### [Data for this exercise]

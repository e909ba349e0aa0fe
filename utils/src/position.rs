use std::cell::OnceCell;

use cozy_chess::{BitBoard, Board, Color, Piece, Rank};

use crate::board_metrics::BoardMetrics;
use crate::material::{material_index, non_pawn_material};

/// Weighted attacks on the king ring at which a king counts as in danger.
const KING_DANGER_PRESSURE: u8 = 3;

/// Read-only view of a board with lazily computed, cached queries.
///
/// Cheap to construct; expensive facts (attack maps, legal move count) are
/// computed on first use and reused for the lifetime of the view.
pub struct Position<'a> {
    pub board: &'a Board,
    metrics: OnceCell<BoardMetrics>,
    legal_moves: OnceCell<usize>,
}

impl<'a> Position<'a> {
    #[inline(always)]
    pub fn new(board: &'a Board) -> Self {
        Self {
            board,
            metrics: OnceCell::new(),
            legal_moves: OnceCell::new(),
        }
    }

    #[inline(always)]
    fn metrics(&self) -> &BoardMetrics {
        self.metrics.get_or_init(|| BoardMetrics::new(self.board))
    }

    /// Half-moves played since the start of the game.
    pub fn ply(&self) -> i32 {
        let fullmove = i32::from(self.board.fullmove_number()).max(1);
        let black_to_move = (self.board.side_to_move() == Color::Black) as i32;
        2 * (fullmove - 1) + black_to_move
    }

    pub fn piece_count(&self, piece: Piece) -> u32 {
        self.board.pieces(piece).len()
    }

    /// P + 3N + 3B + 5R + 9Q over both sides.
    pub fn material(&self) -> i32 {
        material_index(self.board)
    }

    pub fn non_pawn_material(&self, color: Color) -> i32 {
        non_pawn_material(self.board, color)
    }

    /// Legal moves for the side to move.
    pub fn legal_move_count(&self) -> usize {
        *self.legal_moves.get_or_init(|| {
            let mut count = 0;
            self.board.generate_moves(|moves| {
                count += moves.len();
                false
            });
            count
        })
    }

    /// The king of `color` is in check or its surrounding squares are under
    /// sustained enemy attack.
    pub fn king_in_danger(&self, color: Color) -> bool {
        if color == self.board.side_to_move() && !self.board.checkers().is_empty() {
            return true;
        }
        self.metrics().king_pressure[color as usize] >= KING_DANGER_PRESSURE
    }

    /// Some pawn stands on its seventh rank.
    pub fn pawn_near_promotion(&self) -> bool {
        Color::ALL.iter().any(|&color| {
            let seventh = Rank::Seventh.relative_to(color).bitboard();
            !(self.board.colored_pieces(color, Piece::Pawn) & seventh).is_empty()
        })
    }

    #[inline(always)]
    pub fn space_for(&self, color: Color) -> i16 {
        self.metrics().space[color as usize]
    }

    #[inline(always)]
    pub fn threats_for(&self, color: Color) -> BitBoard {
        self.metrics().threats[color as usize]
    }

    #[inline(always)]
    pub fn support_for(&self, color: Color) -> BitBoard {
        self.metrics().support[color as usize]
    }
}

### [Your objective]
Reproduce exactly the line that contains "let seventh = Rank::Seventh.relative_to(color).bitboard();" together with each line after it to the end of the entries; include no other lines.

### [Task result]
            let seventh = Rank::Seventh.relative_to(color).bitboard();
            !(self.board.colored_pieces(color, Piece::Pawn) & seventh).is_empty()
        })
    }

    #[inline(always)]
    pub fn space_for(&self, color: Color) -> i16 {
        self.metrics().space[color as usize]
    }

    #[inline(always)]
    pub fn threats_for(&self, color: Color) -> BitBoard {
        self.metrics().threats[color as usize]
    }

    #[inline(always)]
    pub fn support_for(&self, color: Color) -> BitBoard {
        self.metrics().support[color as usize]
    }
}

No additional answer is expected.